Fátima Oliveira, médica,membro do Conselho Diretor da Comissão de Cidadania e Reprodução (CCR) e da Rede de Saúde das Mulheres Latino-americanas e do Caribe (RSMLAC): “Do meu ponto de vista, da janela de onde espio e assunto o mundo, uma sociedade democrática deve aprender a referendar a alteridade como um valor. Os votos do STF a favor da antecipação terapêutica do parto em casos de anencefalia colocam em cena dois temas valiosos para quem ama a liberdade: a ampliação da democracia e a consolidação do Estado laico. Eles nos mostram o caminho do aprendizado do respeito ao direito de decidir das mulheres quando não desejam levar adiante uma gravidez de feto inviável, ao mesmo tempo em que também não faz juízo de valor sobre as mulheres que, por questões de fórum íntimo, pensam de modo diferente”.
Gilda Cabral, Cfemea: “Ao reconhecer o direito de a mulher interromper uma gravidez de anencéfalo, o STF reafirma a laicidade do Estado. Saem ganhando a democracia e o povo brasileiro. Estão de parabéns os Ministros e as Ministras que votaram pela Justiça e pela Vida das Mulheres”.
Jandira Queiroz, ativista feminista: “Parabéns aos ministros do STF a favor da laicidade do Estado e contra o sofrimento desnecessário das mulheres”

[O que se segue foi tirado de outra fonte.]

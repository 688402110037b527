//! The host execution context.
//!
//! A [`HostContext`] is the per-process substrate a dataflow runtime
//! schedules on: it binds an allocator, a work queue, the shared-context
//! registry, and a diagnostic sink, and it is the factory for every async
//! value in the system. Kernels receive it as an ambient collaborator and
//! use it to allocate, submit work, synchronize on futures, and poll for
//! cooperative cancellation.
//!
//! Each live context occupies one slot in a process-global table of at
//! most [`MAX_HOST_CONTEXTS`] entries; async values record their owner's
//! slot index so their destructor can free them through the allocator that
//! made them.

use std::alloc::Layout;
use std::any::Any;
use std::ptr::{self, NonNull};
use std::sync::atomic::{AtomicPtr, AtomicUsize, Ordering};
use std::sync::{Arc, Weak};

use once_cell::sync::Lazy;
use parking_lot::{Mutex, RwLock};
use tracing::{debug, warn};

use crate::allocator::{HostAllocator, SystemAllocator};
use crate::async_ref::{AsyncValueRef, Chain};
use crate::async_value::AsyncValue;
use crate::diagnostic::{Diagnostic, DiagnosticHandler};
use crate::error::{Error, Result};
use crate::parallel_for;
use crate::refcount::Ref;
use crate::shared_context::{shared_context_id, SharedContext, SharedContextManager, SharedContextType};
use crate::work_queue::{TaskFunction, ThreadWorkQueue, WorkQueue, WorkQueueConfig};

/// Maximum number of live host contexts per process. Indices fit in a
/// byte so other subsystems can fold them into small-pointer encodings.
pub const MAX_HOST_CONTEXTS: usize = 256;

/// Slot index of the context that owns a value.
pub(crate) type HostId = u8;

/// Monotone; slot indices are never reused.
static NEXT_INSTANCE_INDEX: AtomicUsize = AtomicUsize::new(0);

static HOST_TABLE: Lazy<RwLock<Vec<Option<Weak<HostState>>>>> =
    Lazy::new(|| RwLock::new(vec![None; MAX_HOST_CONTEXTS]));

/// Everything a host context shares with the values and tasks it spawned.
/// Field order is teardown order: registry, then queue, then allocator,
/// so late-running drops in one layer can still use the layers below it.
pub(crate) struct HostState {
    diag_handler: DiagnosticHandler,
    shared_contexts: SharedContextManager,
    work_queue: Box<dyn WorkQueue>,
    allocator: Box<dyn HostAllocator>,
    /// Null, or one counted reference to an error-state value.
    cancel_value: AtomicPtr<AsyncValue>,
    instance_index: HostId,
}

impl HostState {
    pub(crate) fn enqueue(&self, task: TaskFunction) {
        self.work_queue.enqueue(task);
    }
}

/// The per-process execution substrate. See the module docs.
pub struct HostContext {
    state: Arc<HostState>,
    /// Always-available sentinel; dropped first at teardown so its
    /// deallocation still finds the allocator alive.
    ready_chain: Option<AsyncValueRef<Chain>>,
}

impl HostContext {
    /// Create a context from explicit collaborators.
    ///
    /// # Panics
    ///
    /// Panics if [`MAX_HOST_CONTEXTS`] contexts have already been created
    /// in this process; running out of instance slots is fatal.
    pub fn new(
        diag_handler: DiagnosticHandler,
        allocator: Box<dyn HostAllocator>,
        work_queue: Box<dyn WorkQueue>,
    ) -> Self {
        let index = NEXT_INSTANCE_INDEX.fetch_add(1, Ordering::Relaxed);
        assert!(
            index < MAX_HOST_CONTEXTS,
            "created too many host contexts (limit {MAX_HOST_CONTEXTS})"
        );

        let state = Arc::new(HostState {
            diag_handler,
            shared_contexts: SharedContextManager::new(),
            work_queue,
            allocator,
            cancel_value: AtomicPtr::new(ptr::null_mut()),
            instance_index: index as HostId,
        });
        HOST_TABLE.write()[index] = Some(Arc::downgrade(&state));

        let mut host = HostContext {
            state,
            ready_chain: None,
        };
        host.ready_chain = Some(host.make_available_async_value(Chain));
        debug!(instance = index, "host context created");
        host
    }

    /// A context over the system allocator and a default-sized
    /// work-stealing queue, logging diagnostics through `tracing`.
    pub fn new_default() -> Self {
        Self::new(
            Box::new(|diagnostic: &Diagnostic| tracing::error!("{}", diagnostic)),
            Box::new(SystemAllocator),
            Box::new(ThreadWorkQueue::new(WorkQueueConfig::default())),
        )
    }

    /// This context's slot in the process-global table.
    pub fn instance_index(&self) -> usize {
        self.state.instance_index as usize
    }

    pub(crate) fn state_arc(&self) -> Arc<HostState> {
        Arc::clone(&self.state)
    }

    // === Memory =========================================================

    /// Allocate `size` bytes aligned to `align` through the context's
    /// allocator.
    pub fn allocate_bytes(&self, size: usize, align: usize) -> NonNull<u8> {
        self.state.allocator.allocate(size, align)
    }

    /// Release an allocation made through [`HostContext::allocate_bytes`].
    pub fn deallocate_bytes(&self, ptr: NonNull<u8>, size: usize, align: usize) {
        self.state.allocator.deallocate(ptr, size, align);
    }

    // === Async value construction =======================================

    fn construct_value(&self, value: AsyncValue) -> Ref<AsyncValue> {
        let layout = Layout::new::<AsyncValue>();
        let ptr = self
            .state
            .allocator
            .allocate(layout.size(), layout.align())
            .cast::<AsyncValue>();
        unsafe {
            ptr.as_ptr().write(value);
            Ref::from_raw(ptr)
        }
    }

    /// An unresolved value whose payload will be a `T`.
    pub fn make_unconstructed_async_value<T: Send + Sync + 'static>(&self) -> AsyncValueRef<T> {
        AsyncValueRef::new(self.construct_value(AsyncValue::unresolved(self.state.instance_index)))
    }

    /// A value already resolved to `value`.
    pub fn make_available_async_value<T: Send + Sync + 'static>(&self, value: T) -> AsyncValueRef<T> {
        AsyncValueRef::new(self.construct_value(AsyncValue::available(
            self.state.instance_index,
            Box::new(value),
        )))
    }

    /// A value already resolved to an error.
    pub fn make_error_async_value(&self, diagnostic: impl Into<Diagnostic>) -> Ref<AsyncValue> {
        self.construct_value(AsyncValue::new_error(
            self.state.instance_index,
            diagnostic.into(),
        ))
    }

    /// An indirect value: unresolved until it is forwarded to another
    /// value, whose resolution it then adopts transparently.
    pub fn make_indirect_async_value(&self) -> Ref<AsyncValue> {
        self.construct_value(AsyncValue::indirect(self.state.instance_index))
    }

    /// A fresh reference to the always-available sentinel.
    pub fn ready_chain(&self) -> AsyncValueRef<Chain> {
        self.ready_chain
            .as_ref()
            .expect("ready chain lives as long as the context")
            .clone()
    }

    // === Concurrency ====================================================

    /// Submit non-blocking work to the queue.
    pub fn enqueue_work(&self, work: impl FnOnce() + Send + 'static) {
        self.state.work_queue.enqueue(TaskFunction::new(work));
    }

    /// Submit work that may block on I/O. Returns false if the blocking
    /// pool rejected it.
    pub fn enqueue_blocking_work(&self, work: impl FnOnce() + Send + 'static) -> bool {
        self.state
            .work_queue
            .try_enqueue_blocking(TaskFunction::new(work), true)
            .is_none()
    }

    /// The work queue's self-reported degree of parallelism.
    pub fn parallelism_level(&self) -> u32 {
        self.state.work_queue.parallelism_level()
    }

    /// Block until every value in `values` is resolved.
    pub fn await_values(&self, values: &[Ref<AsyncValue>]) {
        self.state.work_queue.await_all(values);
    }

    /// Block until all submitted tasks and their transitively enqueued
    /// continuations have completed.
    pub fn quiesce(&self) {
        self.state.work_queue.quiesce();
    }

    /// Run `callee` once every value in `values` is resolved: now, on the
    /// calling thread, if they all are already; otherwise on the thread
    /// that resolves the last one. Error inputs count as resolved and do
    /// not short-circuit; `callee` inspects states itself.
    pub fn run_when_ready(&self, values: &[Ref<AsyncValue>], callee: impl FnOnce() + Send + 'static) {
        let unavailable: Vec<&Ref<AsyncValue>> =
            values.iter().filter(|value| !value.is_available()).collect();

        if unavailable.is_empty() {
            callee();
            return;
        }
        if unavailable.len() == 1 {
            unavailable[0].and_then(callee);
            return;
        }

        struct CounterAndCallee {
            counter: AtomicUsize,
            callee: Mutex<Option<Box<dyn FnOnce() + Send>>>,
        }

        let data = Arc::new(CounterAndCallee {
            counter: AtomicUsize::new(unavailable.len()),
            callee: Mutex::new(Some(Box::new(callee))),
        });

        for value in unavailable {
            let data = Arc::clone(&data);
            value.and_then(move || {
                // acq_rel: the producer writes on every input happen
                // before the callee runs.
                if data.counter.fetch_sub(1, Ordering::AcqRel) != 1 {
                    return;
                }
                if let Some(callee) = data.callee.lock().take() {
                    callee();
                }
            });
        }
    }

    /// Partition `[0, n)` into blocks and run `compute(lo, hi)` for each
    /// across the work queue, with the calling thread participating. Block
    /// size is `max(min_block_size, n / (4 * parallelism))`; when a single
    /// block covers everything, both callbacks run synchronously on the
    /// caller. `on_done` runs exactly once, after every block completed.
    pub fn parallel_for(
        &self,
        total: usize,
        compute: impl Fn(usize, usize) + Send + Sync + 'static,
        on_done: impl FnOnce() + Send + 'static,
        min_block_size: usize,
    ) {
        parallel_for::parallel_for(self, total, Box::new(compute), Box::new(on_done), min_block_size);
    }

    // === Errors and cancellation ========================================

    /// Funnel a diagnostic into the sink installed at construction.
    pub fn emit_error(&self, diagnostic: Diagnostic) {
        (self.state.diag_handler)(&diagnostic);
    }

    /// Install `message` as the context-wide cancellation value. The first
    /// caller wins; later calls drop their error value. Running tasks are
    /// not interrupted; kernels observe the value at safe points.
    pub fn cancel_execution(&self, message: &str) {
        let error_value = self.make_error_async_value(Diagnostic::new(message));
        let raw = Ref::into_raw(error_value).as_ptr();
        // Release publishes the error value to acquire loads; on failure
        // nothing was published, so relaxed is enough.
        match self.state.cancel_value.compare_exchange(
            ptr::null_mut(),
            raw,
            Ordering::Release,
            Ordering::Relaxed,
        ) {
            Ok(_) => debug!(reason = message, "execution cancelled"),
            Err(_) => unsafe {
                drop(Ref::from_raw(NonNull::new_unchecked(raw)));
            },
        }
    }

    /// Clear the cancellation value, making the context usable again.
    pub fn restart(&self) {
        // acq_rel: this thread sees the cancelling thread's writes and
        // the drop below is ordered after the swap.
        let previous = self
            .state
            .cancel_value
            .swap(ptr::null_mut(), Ordering::AcqRel);
        if let Some(previous) = NonNull::new(previous) {
            unsafe { drop(Ref::from_raw(previous)) };
        }
    }

    /// The current cancellation value, if execution has been cancelled.
    ///
    /// Must not race [`HostContext::restart`]: the returned reference is
    /// taken on the slot's own reference, which `restart` releases.
    pub fn cancel_value(&self) -> Option<Ref<AsyncValue>> {
        NonNull::new(self.state.cancel_value.load(Ordering::Acquire))
            .map(|ptr| unsafe { Ref::clone_from_raw(ptr) })
    }

    /// Safe-point poll for kernels: fails with [`Error::Cancelled`] while
    /// a cancellation value is installed.
    pub fn check_cancellation(&self) -> Result<()> {
        match self.cancel_value() {
            Some(cancel) => Err(Error::Cancelled {
                message: cancel.error().message.clone(),
            }),
            None => Ok(()),
        }
    }

    // === Shared contexts ================================================

    /// The singleton stored in shared-context slot `id`, constructing it
    /// with `factory` if this is the first call. `factory` runs at most
    /// once per (context, id); concurrent callers block until it returns.
    ///
    /// # Panics
    ///
    /// Panics if `id` is outside the registry's fixed capacity.
    pub fn get_or_create_shared(
        &self,
        id: usize,
        factory: impl FnOnce(&HostContext) -> Box<dyn SharedContext>,
    ) -> &dyn SharedContext {
        self.state.shared_contexts.get_or_create(self, id, factory)
    }

    /// Typed accessor over [`HostContext::get_or_create_shared`], using
    /// the dense id assigned to `T` and `T`'s own factory.
    pub fn shared_context<T: SharedContextType>(&self) -> &T {
        let id = shared_context_id::<T>();
        self.get_or_create_shared(id, |host| Box::new(T::create(host)))
            .as_any()
            .downcast_ref::<T>()
            .expect("shared context slot holds a different type")
    }
}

Magaly Pazello, doutoranda da Escola de Serviço Social/UFRJ e pesquisadora do EMERGE/UFF: “Como bem observaram os ministros e ministras do STF, é necessário não apenas reconhecer a verdadeira via crucis que as mulheres enfrentam quando se vêem gestando um feto anencéfalo, mas também compreender a tragédia que isso pode significar na vida dessas mulheres. A negação de seu sofrimento e a imposição da gravidez compulsória representam, de fato, um regime de tortura imposto pelo Estado e isso é inadmissível. Os votos proferidos ontem revelam a complexidade do tema, mas também o atraso em que o Brasil se encontra na garantia dos direitos humanos das mulheres no tocante à sua autonomia reprodutiva. Por isso, é necessário corrigir essa situação devolvendo às mulheres a devida segurança jurídica para que possam decidir, elas mesmas, conforme suas convicções e crenças. Parabéns ao CNTS [Conselho Nacional dos Trabalhadores em Saúde] e ao Anis [Instituto de Bioética, Direitos Humanos e Gênero] por sustentarem essa ação até aqui!

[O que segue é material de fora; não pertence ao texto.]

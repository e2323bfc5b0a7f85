//! # Recombination engine
//!
//! Ionization and temperature history from a fully ionized plasma at `recfast_z_initial` down
//! to z = 0, with the RECFAST 1.4 rate law ([`recfast`]).
//!
//! ## Overview
//!
//! The redshift range is split into `recfast_nz0` equal steps. On each step the history is in
//! one of six regimes:
//!
//! 1. everything ionized, `x_e = 1 + 2 f_He`;
//! 2. HeIII ⇌ HeII in Saha equilibrium;
//! 3. helium singly ionized, `x_e = 1 + f_He`;
//! 4. HeII ⇌ HeI in Saha equilibrium, while `x_He` stays above `recfast_x_he0_trigger`;
//! 5. helium integrated, hydrogen in Saha equilibrium, while `x_H` stays above
//!    `recfast_x_h0_trigger`;
//! 6. full integration of `(x_H, x_He, T_mat)`.
//!
//! Regime changes are never hard switches: each new value is blended with the previous regime
//! through the smooth steps of [`crate::numerics::smoothstep`] over a configurable width, so the
//! tabulated `x_e` and its derivatives stay continuous.
//!
//! ## Output
//!
//! A [`RecombinationTable`] ordered by increasing redshift with `xe`, `Tb`, `cb2`, `dcb2` and
//! `dkappa`, plus the [`RecfastCoefficients`] reused by the reionization stage.
use nalgebra::Vector3;
use tracing::{debug, info};

use crate::background::Background;
use crate::indices::{IndexRegistry, RecombinationQuantity};
use crate::numerics::ode::{CashKarp, OdeSystem};
use crate::numerics::smoothstep::{f1, f2};
use crate::precision::ThermoPrecision;
use crate::table::ColumnTable;
use crate::thermo_errors::ThermoError;
use crate::thermo_params::ThermoParams;

pub mod recfast;

use recfast::{RecfastCoefficients, RecfastSystem};

/// Recombination history, increasing in redshift.
pub type RecombinationTable = ColumnTable<RecombinationQuantity>;

/// Result of the recombination stage.
#[derive(Debug, Clone)]
pub struct RecombinationHistory {
    pub table: RecombinationTable,
    pub coefficients: RecfastCoefficients,
}

/// Regime of the recombination history on one step.
#[derive(Debug, Clone, Copy, PartialEq, Eq)]
enum Regime {
    FullyIonized,
    HeliumIIISaha,
    HeliumSinglyIonized,
    HeliumIISaha,
    HydrogenSaha,
    FullIntegration,
}

/// Integrate the recombination history.
///
/// Arguments
/// -----------------
/// * `params`: validated physical inputs.
/// * `precision`: validated precision parameters.
/// * `background`: expansion history.
/// * `layout`: column layout of the output table.
///
/// Return
/// ----------
/// * The [`RecombinationHistory`], or
///   [`ThermoError::NumericalDivergence`] if the stepper fails or the history stops being finite.
pub fn recombination_with_recfast(
    params: &ThermoParams,
    precision: &ThermoPrecision,
    background: &dyn Background,
    layout: IndexRegistry<RecombinationQuantity>,
) -> Result<RecombinationHistory, ThermoError> {
    let coefficients = RecfastCoefficients::new(params, precision, background);
    let c = &coefficients;
    let system = RecfastSystem::new(c, background);
    let solver = CashKarp::new("recombination", precision.step_control());

    let nz = precision.recfast_nz0;
    let z_initial = precision.recfast_z_initial;
    let redshift_at = |i: usize| z_initial * (nz - i) as f64 / nz as f64;

    let p = precision;
    let mut y = Vector3::new(1., 1., c.t_now * (1. + z_initial));
    let mut xe_column = Vec::with_capacity(nz + 1);
    let mut tb_column = Vec::with_capacity(nz + 1);
    let mut cb2_column = Vec::with_capacity(nz + 1);

    let mut push_row = |z: f64, x0: f64, y: &Vector3<f64>| -> Result<(), ThermoError> {
        let dy = system.rhs(z, y)?;
        let cb2 = c.sound_speed_squared(z, x0, y[2], dy[2]);
        if !(x0.is_finite() && cb2.is_finite()) {
            return Err(ThermoError::divergence(
                "recombination",
                z,
                0.,
                xe_column.len(),
                "non-finite ionization fraction or sound speed",
            ));
        }
        xe_column.push(x0);
        tb_column.push(y[2]);
        cb2_column.push(cb2);
        Ok(())
    };

    push_row(z_initial, c.xe_fully_ionized(), &y)?;

    let mut regime = Regime::FullyIonized;
    let mut step_hint: Option<f64> = None;
    for i in 0..nz {
        let z_start = redshift_at(i);
        let z = redshift_at(i + 1);
        let trad = c.t_now * (1. + z);

        let next_regime = if z > p.recfast_z_he_1 + p.recfast_delta_z_he_1 {
            Regime::FullyIonized
        } else if z > p.recfast_z_he_2 + p.recfast_delta_z_he_2 {
            Regime::HeliumIIISaha
        } else if z > p.recfast_z_he_3 + p.recfast_delta_z_he_3 {
            Regime::HeliumSinglyIonized
        } else if y[1] > p.recfast_x_he0_trigger {
            Regime::HeliumIISaha
        } else if y[0] > p.recfast_x_h0_trigger {
            Regime::HydrogenSaha
        } else {
            Regime::FullIntegration
        };
        if next_regime != regime {
            debug!("recombination: entering {:?} at z = {:.2}", next_regime, z);
            regime = next_regime;
        }

        let x0 = match regime {
            Regime::FullyIonized => {
                y = Vector3::new(1., 1., trad);
                c.xe_fully_ionized()
            }
            Regime::HeliumIIISaha => {
                y = Vector3::new(1., 1., trad);
                let x0_new = c.saha_he2(z);
                if z > p.recfast_z_he_1 - p.recfast_delta_z_he_1 {
                    let s = (p.recfast_z_he_1 - z) / p.recfast_delta_z_he_1;
                    let x0_previous = c.xe_fully_ionized();
                    x0_previous + (x0_new - x0_previous) * f1(s)
                } else {
                    x0_new
                }
            }
            Regime::HeliumSinglyIonized => {
                y = Vector3::new(1., 1., trad);
                let x0_new = 1. + c.f_he;
                if z > p.recfast_z_he_2 - p.recfast_delta_z_he_2 {
                    let s = (p.recfast_z_he_2 - z) / p.recfast_delta_z_he_2;
                    let x0_previous = c.saha_he2(z);
                    x0_previous + (x0_new - x0_previous) * f1(s)
                } else {
                    x0_new
                }
            }
            Regime::HeliumIISaha => {
                let x0_new = c.saha_he1(z);
                let x0 = if z > p.recfast_z_he_3 - p.recfast_delta_z_he_3 {
                    let s = (p.recfast_z_he_3 - z) / p.recfast_delta_z_he_3;
                    let x0_previous = 1. + c.f_he;
                    x0_previous + (x0_new - x0_previous) * f1(s)
                } else {
                    x0_new
                };
                y = Vector3::new(1., (x0 - 1.) / c.f_he, trad);
                x0
            }
            Regime::HydrogenSaha => {
                let x_h0 = c.saha_h(z);
                let (y_end, stats) = solver.integrate(&system, z_start, z, y, step_hint)?;
                step_hint = Some(stats.last_step);
                y = y_end;
                y[0] = x_h0;
                let x0_new = y[0] + c.f_he * y[1];
                let s = (p.recfast_x_he0_trigger - y[1]) / p.recfast_x_he0_trigger_delta;
                if s < 1. {
                    let x0_previous = c.saha_he1(z);
                    x0_previous + (x0_new - x0_previous) * f2(s.max(0.))
                } else {
                    x0_new
                }
            }
            Regime::FullIntegration => {
                let (y_end, stats) = solver.integrate(&system, z_start, z, y, step_hint)?;
                step_hint = Some(stats.last_step);
                y = y_end;
                let x0_new = y[0] + c.f_he * y[1];
                let s = (p.recfast_x_h0_trigger - y[0]) / p.recfast_x_h0_trigger_delta;
                if s < 1. {
                    let x0_previous = c.saha_h(z) + c.f_he * y[1];
                    x0_previous + (x0_new - x0_previous) * f2(s.max(0.))
                } else {
                    x0_new
                }
            }
        };

        push_row(z, x0, &y)?;
    }

    // rows were produced from high to low redshift
    let mut z_grid: Vec<f64> = (0..=nz).map(redshift_at).collect();
    z_grid.reverse();
    xe_column.reverse();
    tb_column.reverse();
    cb2_column.reverse();

    let dkappa_column: Vec<f64> = z_grid
        .iter()
        .zip(&xe_column)
        .map(|(&z, &xe)| c.dkappa(z, xe))
        .collect();
    let dcb2_column = conformal_time_derivative(&z_grid, &cb2_column, background)?;

    let mut table = ColumnTable::new(layout, z_grid)?;
    table.set_column(RecombinationQuantity::Xe, &xe_column)?;
    table.set_column(RecombinationQuantity::Tb, &tb_column)?;
    table.set_column(RecombinationQuantity::Cb2, &cb2_column)?;
    table.set_column(RecombinationQuantity::Dcb2, &dcb2_column)?;
    table.set_column(RecombinationQuantity::Dkappa, &dkappa_column)?;

    info!(
        "recombination: {} rows from z = {:.1}, xe(z=0) = {:.4e}, Tb(z=0) = {:.4e} K",
        table.len(),
        z_initial,
        xe_column[0],
        tb_column[0]
    );

    Ok(RecombinationHistory {
        table,
        coefficients,
    })
}

/// `d(column)/dη` by finite differences in redshift, converted with `dz/dη = −H`.
///
/// Central differences inside the table, one-sided differences on the two end rows.
pub(crate) fn conformal_time_derivative(
    z: &[f64],
    column: &[f64],
    background: &dyn Background,
) -> Result<Vec<f64>, ThermoError> {
    let n = z.len();
    if n < 2 {
        return Ok(vec![0.; n]);
    }
    (0..n)
        .map(|i| {
            let (lo, hi) = match i {
                0 => (0, 1),
                _ if i == n - 1 => (n - 2, n - 1),
                _ => (i - 1, i + 1),
            };
            let dcolumn_dz = (column[hi] - column[lo]) / (z[hi] - z[lo]);
            Ok(-background.hubble(z[i])? * dcolumn_dz)
        })
        .collect()
}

Margareth Arilha, presidente da Comissão de Cidadania e Reprodução (CCR), pesquisadora do Núcleo de Estudos em População da Unicamp: “Um parto vitorioso, nascimento de uma posição saudável cerzida com a contribuição de um coletivo de mulheres e de homens, pessoas que, desde diferentes lugares e posições, acreditaram e fizeram acontecer, iluminando um caminho difícil, ou seja, o de diminuir sofrimentos e injustiças, procurando construir direitos e bem-estar especialmente das mulheres.”
Sonia Corrêa, pesquisadora associada da Abia (Associação Brasileira Interdisciplinar de Aids) e co-coordenadora do Observatório de Sexualidade e Política: “Os debates de ontem no STF sinalizam para a eliminação da injustiça e sofrimento no mundo da vida. Reconhecidos os argumentos da ADPF 54, milhares de mulheres brasileiras poderão decidir sobre suas vidas sem o constrangimento da lei. É o anúncio de uma vitória de Antígona clamando às portas da cidade. No plano das normas que regulam a vida social – num mundo em que o poder e influência do dogmatismo religioso se espraiam e penetram, incessantemente, nas instituições públicas – foi um momento de re-fundação dos princípios da laicidade, movimento necessário nas condições contemporâneas. A frase do professor Luis Barroso é o seu signo: O estado não engravida”.